Work instruction: Please reproduce the entries in full. Keep every character the same.

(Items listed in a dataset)
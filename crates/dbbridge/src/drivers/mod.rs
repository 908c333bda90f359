//! SQL dialect drivers.
//!
//! - [`googlesql`]: Spanner GoogleSQL
//! - [`postgres`]: PostgreSQL and the Spanner PostgreSQL interface
//!
//! # Static dispatch
//!
//! [`SqlDialect`] wraps every dialect in an enum that implements [`Dialect`]
//! with a match, so callers get one concrete type without a vtable. Dialects
//! are resolved by name or source kind once, when a job is built; anything
//! that cannot render SQL fails there with `BridgeError::UnsupportedDialect`.
//!
//! # Adding New Dialects
//!
//! 1. Create a module under `drivers/` implementing [`Dialect`]
//! 2. Add an enum variant to [`SqlDialect`]
//! 3. Accept its names in [`SqlDialect::from_name`]

pub mod googlesql;
pub mod postgres;

pub use googlesql::GoogleSqlDialect;
pub use postgres::PostgresDialect;

use std::str::FromStr;

use crate::core::schema::{ColumnType, SourceKind};
use crate::core::traits::Dialect;
use crate::dialect::{UnifiedType, UnifiedTypeMapper};
use crate::error::{BridgeError, Result};

/// Enum-based static dispatch for SQL dialects.
#[derive(Debug, Clone)]
pub enum SqlDialect {
    GoogleSql(GoogleSqlDialect),
    Postgres(PostgresDialect),
}

impl Dialect for SqlDialect {
    fn name(&self) -> &str {
        match self {
            SqlDialect::GoogleSql(d) => d.name(),
            SqlDialect::Postgres(d) => d.name(),
        }
    }

    fn quote_ident(&self, name: &str) -> Result<String> {
        match self {
            SqlDialect::GoogleSql(d) => d.quote_ident(name),
            SqlDialect::Postgres(d) => d.quote_ident(name),
        }
    }

    fn string_literal(&self, value: &str) -> String {
        match self {
            SqlDialect::GoogleSql(d) => d.string_literal(value),
            SqlDialect::Postgres(d) => d.string_literal(value),
        }
    }

    fn column_expression(&self, column: &str, ty: &UnifiedType) -> Result<String> {
        match self {
            SqlDialect::GoogleSql(d) => d.column_expression(column, ty),
            SqlDialect::Postgres(d) => d.column_expression(column, ty),
        }
    }
}

impl SqlDialect {
    /// Create a dialect from its configured name.
    ///
    /// # Errors
    ///
    /// Returns `BridgeError::UnsupportedDialect` if the name is not recognized.
    pub fn from_name(name: &str) -> Result<Self> {
        match name.trim().to_lowercase().as_str() {
            "googlesql" | "google_standard_sql" | "spanner" => {
                Ok(SqlDialect::GoogleSql(GoogleSqlDialect::new()))
            }
            "postgres" | "postgresql" | "pg" => Ok(SqlDialect::Postgres(PostgresDialect::new())),
            other => Err(BridgeError::unsupported_dialect(format!(
                "'{}'. Supported dialects: googlesql, postgres",
                other
            ))),
        }
    }

    /// Dialect that reads a source of the given kind.
    ///
    /// # Errors
    ///
    /// Returns `BridgeError::UnsupportedDialect` for kinds without an SQL
    /// read dialect (Cassandra and the CDC-only kinds).
    pub fn for_source_kind(kind: SourceKind) -> Result<Self> {
        match kind {
            SourceKind::GoogleSql => Ok(SqlDialect::GoogleSql(GoogleSqlDialect::new())),
            SourceKind::PostgreSql => Ok(SqlDialect::Postgres(PostgresDialect::new())),
            SourceKind::Cassandra | SourceKind::MySql | SourceKind::Oracle => Err(
                BridgeError::unsupported_dialect(format!("no SQL read dialect for source kind '{}'", kind)),
            ),
        }
    }
}

impl FromStr for SqlDialect {
    type Err = BridgeError;

    fn from_str(s: &str) -> Result<Self> {
        SqlDialect::from_name(s)
    }
}

/// Projection expression for a column, typed through the unified mapper.
pub fn column_expression<D: Dialect + ?Sized>(
    column: &ColumnType,
    dialect: &D,
    mapper: &UnifiedTypeMapper,
) -> Result<String> {
    let ty = mapper.map_column(column);
    dialect.column_expression(&column.name, &ty)
}

#[cfg(test)]
mod tests {
    use super::*;

    #[test]
    fn test_from_name() {
        assert_eq!(SqlDialect::from_name("googlesql").unwrap().name(), "googlesql");
        assert_eq!(SqlDialect::from_name("PostgreSQL").unwrap().name(), "postgres");
        assert!(SqlDialect::from_name("pg").is_ok());
        assert!("spanner".parse::<SqlDialect>().is_ok());

        let err = SqlDialect::from_name("cql").unwrap_err();
        assert!(matches!(err, BridgeError::UnsupportedDialect(_)));
    }

    #[test]
    fn test_for_source_kind() {
        assert_eq!(
            SqlDialect::for_source_kind(SourceKind::GoogleSql).unwrap().name(),
            "googlesql"
        );
        assert_eq!(
            SqlDialect::for_source_kind(SourceKind::PostgreSql).unwrap().name(),
            "postgres"
        );
        for kind in [SourceKind::Cassandra, SourceKind::MySql, SourceKind::Oracle] {
            assert!(matches!(
                SqlDialect::for_source_kind(kind),
                Err(BridgeError::UnsupportedDialect(_))
            ));
        }
    }

    #[test]
    fn test_enum_dispatch() {
        let dialect = SqlDialect::Postgres(PostgresDialect::new());
        assert_eq!(dialect.quote_ident("table").unwrap(), "\"table\"");
        assert_eq!(dialect.string_literal("t"), "'t'");
    }

    #[test]
    fn test_column_expression_maps_raw_type() {
        let mapper = UnifiedTypeMapper::with_builtins();
        let dialect = SqlDialect::from_name("googlesql").unwrap();

        let col = ColumnType::new("payload", "JSON", SourceKind::GoogleSql);
        assert_eq!(
            column_expression(&col, &dialect, &mapper).unwrap(),
            "CASE WHEN t.`payload` IS NULL THEN NULL ELSE TO_JSON_STRING(t.`payload`) END AS `payload`"
        );

        let col = ColumnType::new("blob", "PROTO<x.Y>", SourceKind::GoogleSql);
        assert_eq!(column_expression(&col, &dialect, &mapper).unwrap(), "t.`blob`");
    }
}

Answer box:
filename crates/dbbridge/src/drivers/mod.rs
repository 908c333bda90f359
//! SQL dialect drivers.
//!
//! - [`googlesql`]: Spanner GoogleSQL
//! - [`postgres`]: PostgreSQL and the Spanner PostgreSQL interface
//!
//! # Static dispatch
//!
//! [`SqlDialect`] wraps every dialect in an enum that implements [`Dialect`]
//! with a match, so callers get one concrete type without a vtable. Dialects
//! are resolved by name or source kind once, when a job is built; anything
//! that cannot render SQL fails there with `BridgeError::UnsupportedDialect`.
//!
//! # Adding New Dialects
//!
//! 1. Create a module under `drivers/` implementing [`Dialect`]
//! 2. Add an enum variant to [`SqlDialect`]
//! 3. Accept its names in [`SqlDialect::from_name`]

pub mod googlesql;
pub mod postgres;

pub use googlesql::GoogleSqlDialect;
pub use postgres::PostgresDialect;

use std::str::FromStr;

use crate::core::schema::{ColumnType, SourceKind};
use crate::core::traits::Dialect;
use crate::dialect::{UnifiedType, UnifiedTypeMapper};
use crate::error::{BridgeError, Result};

/// Enum-based static dispatch for SQL dialects.
#[derive(Debug, Clone)]
pub enum SqlDialect {
    GoogleSql(GoogleSqlDialect),
    Postgres(PostgresDialect),
}

impl Dialect for SqlDialect {
    fn name(&self) -> &str {
        match self {
            SqlDialect::GoogleSql(d) => d.name(),
            SqlDialect::Postgres(d) => d.name(),
        }
    }

    fn quote_ident(&self, name: &str) -> Result<String> {
        match self {
            SqlDialect::GoogleSql(d) => d.quote_ident(name),
            SqlDialect::Postgres(d) => d.quote_ident(name),
        }
    }

    fn string_literal(&self, value: &str) -> String {
        match self {
            SqlDialect::GoogleSql(d) => d.string_literal(value),
            SqlDialect::Postgres(d) => d.string_literal(value),
        }
    }

    fn column_expression(&self, column: &str, ty: &UnifiedType) -> Result<String> {
        match self {
            SqlDialect::GoogleSql(d) => d.column_expression(column, ty),
            SqlDialect::Postgres(d) => d.column_expression(column, ty),
        }
    }
}

impl SqlDialect {
    /// Create a dialect from its configured name.
    ///
    /// # Errors
    ///
    /// Returns `BridgeError::UnsupportedDialect` if the name is not recognized.
    pub fn from_name(name: &str) -> Result<Self> {
        match name.trim().to_lowercase().as_str() {
            "googlesql" | "google_standard_sql" | "spanner" => {
                Ok(SqlDialect::GoogleSql(GoogleSqlDialect::new()))
            }
            "postgres" | "postgresql" | "pg" => Ok(SqlDialect::Postgres(PostgresDialect::new())),
            other => Err(BridgeError::unsupported_dialect(format!(
                "'{}'. Supported dialects: googlesql, postgres",
                other
            ))),
        }
    }

    /// Dialect that reads a source of the given kind.
    ///
    /// # Errors
    ///
    /// Returns `BridgeError::UnsupportedDialect` for kinds without an SQL
    /// read dialect (Cassandra and the CDC-only kinds).
    pub fn for_source_kind(kind: SourceKind) -> Result<Self> {
        match kind {
            SourceKind::GoogleSql => Ok(SqlDialect::GoogleSql(GoogleSqlDialect::new())),
            SourceKind::PostgreSql => Ok(SqlDialect::Postgres(PostgresDialect::new())),
            SourceKind::Cassandra | SourceKind::MySql | SourceKind::Oracle => Err(
                BridgeError::unsupported_dialect(format!("no SQL read dialect for source kind '{}'", kind)),
            ),
        }
    }
}

impl FromStr for SqlDialect {
    type Err = BridgeError;

    fn from_str(s: &str) -> Result<Self> {
        SqlDialect::from_name(s)
    }
}

/// Projection expression for a column, typed through the unified mapper.
pub fn column_expression<D: Dialect + ?Sized>(
    column: &ColumnType,
    dialect: &D,
    mapper: &UnifiedTypeMapper,
) -> Result<String> {
    let ty = mapper.map_column(column);
    dialect.column_expression(&column.name, &ty)
}

#[cfg(test)]
mod tests {
    use super::*;

    #[test]
    fn test_from_name() {
        assert_eq!(SqlDialect::from_name("googlesql").unwrap().name(), "googlesql");
        assert_eq!(SqlDialect::from_name("PostgreSQL").unwrap().name(), "postgres");
        assert!(SqlDialect::from_name("pg").is_ok());
        assert!("spanner".parse::<SqlDialect>().is_ok());

        let err = SqlDialect::from_name("cql").unwrap_err();
        assert!(matches!(err, BridgeError::UnsupportedDialect(_)));
    }

    #[test]
    fn test_for_source_kind() {
        assert_eq!(
            SqlDialect::for_source_kind(SourceKind::GoogleSql).unwrap().name(),
            "googlesql"
        );
        assert_eq!(
            SqlDialect::for_source_kind(SourceKind::PostgreSql).unwrap().name(),
            "postgres"
        );
        for kind in [SourceKind::Cassandra, SourceKind::MySql, SourceKind::Oracle] {
            assert!(matches!(
                SqlDialect::for_source_kind(kind),
                Err(BridgeError::UnsupportedDialect(_))
            ));
        }
    }

    #[test]
    fn test_enum_dispatch() {
        let dialect = SqlDialect::Postgres(PostgresDialect::new());
        assert_eq!(dialect.quote_ident("table").unwrap(), "\"table\"");
        assert_eq!(dialect.string_literal("t"), "'t'");
    }

    #[test]
    fn test_column_expression_maps_raw_type() {
        let mapper = UnifiedTypeMapper::with_builtins();
        let dialect = SqlDialect::from_name("googlesql").unwrap();

        let col = ColumnType::new("payload", "JSON", SourceKind::GoogleSql);
        assert_eq!(
            column_expression(&col, &dialect, &mapper).unwrap(),
            "CASE WHEN t.`payload` IS NULL THEN NULL ELSE TO_JSON_STRING(t.`payload`) END AS `payload`"
        );

        let col = ColumnType::new("blob", "PROTO<x.Y>", SourceKind::GoogleSql);
        assert_eq!(column_expression(&col, &dialect, &mapper).unwrap(), "t.`blob`");
    }
}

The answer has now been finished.